Hey dumbshit, I don't want 50,000 ounces. Ever think of that? Trading SLV shares for physical, even if such a thing were really possible (I haven't seen or heard of anyone actually DOING that), is not a MARKET. SLV is NOT A MARKET.
I want a few 1000 oz bars, say 5. Where do I get them, smart guy?
There are two on APMEX. None anywhere else on the face of the Earth.
Stop trading small size at APMEX... if you want them they are there-- BUY THEM FROM A BULLION BANK and have them put in allocated storage.
lol, no. SHOW ME A MARKET WHERE 1000 OZ BARS ARE AVAILABLE.
Don't try to fucking tell me that the places that buy and sell real, physical silver aren't a part of the marketplace. Show me a place where they have them that I can go pick them up. I want to go get them next week.

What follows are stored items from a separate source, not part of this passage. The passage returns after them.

//! Atrium outbox dispatcher.
//!
//! Long-running worker that polls the event outbox and delivers staged
//! events to the configured sink. Safe to run alongside other
//! dispatcher processes; claims are leased per event.

use std::time::Duration;

use tokio::time::interval;
use tracing::{error, info};
use tracing_subscriber::{layer::SubscriberExt, util::SubscriberInitExt};

use atrium_db::connect;
use atrium_db::repositories::dispatcher::{DispatchReport, Dispatcher, LoggingSink};
use atrium_shared::AppConfig;

#[tokio::main]
async fn main() -> anyhow::Result<()> {
    // Load environment variables from .env file
    dotenvy::dotenv().ok();

    // Initialize tracing
    tracing_subscriber::registry()
        .with(
            tracing_subscriber::EnvFilter::try_from_default_env()
                .unwrap_or_else(|_| "atrium=debug".into()),
        )
        .with(tracing_subscriber::fmt::layer())
        .init();

    // Load configuration
    let config = AppConfig::load()?;

    // Connect to database
    let db = connect(&config.database.url).await?;
    info!("Connected to database");

    let dispatcher = Dispatcher::from_config(db, &config.dispatcher);
    let sink = LoggingSink;

    info!(
        batch_size = config.dispatcher.batch_size,
        poll_interval_secs = config.dispatcher.poll_interval_secs,
        max_retries = config.dispatcher.max_retries,
        "Dispatcher started"
    );

    let mut ticker = interval(Duration::from_secs(config.dispatcher.poll_interval_secs.max(1)));
    loop {
        ticker.tick().await;

        match dispatcher.dispatch_batch(&sink).await {
            Ok(report) => {
                if report != DispatchReport::default() {
                    info!(
                        published = report.published,
                        failed = report.failed,
                        exhausted = report.exhausted,
                        skipped = report.skipped,
                        "Dispatch batch complete"
                    );
                }
            }
            Err(err) => {
                // Transient database trouble; keep polling.
                error!(error = %err, "Dispatch batch failed");
            }
        }
    }
}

Again, you can buy them from any of a dozen bullion banks, and once you have them in allocated storage you can take delivery.
Or you can buy in SIZE fron the SLV ETF and take delivery.
I can't help it if you can't or don't want to use the channels available to secure Silver in size.
You said the market was FLOODED. Clearly you are wrong, since you apparently can't actually get them on the market.
You're done, boy.
You can buy as MANY as you want...just not in the small size retail channel. Problem is, you only shop at Apmex.
It is kind of like going to the Chevy dealer and trying to buy a Ferrari, you clueless fuck.
Uhh, no, it's like me wanting to buy a house, and you telling me that I have to go to Fannie Mae because they are the only ones who have them.
You said the MARKET WAS FLOODED. Do you know the meaning of ANY of those words?
I'm sorry you didn't listen to me and hedge out your 95% long silver allocation. But there is still time.
Rather than waste your time with me, you should be proactively hedging any further downside.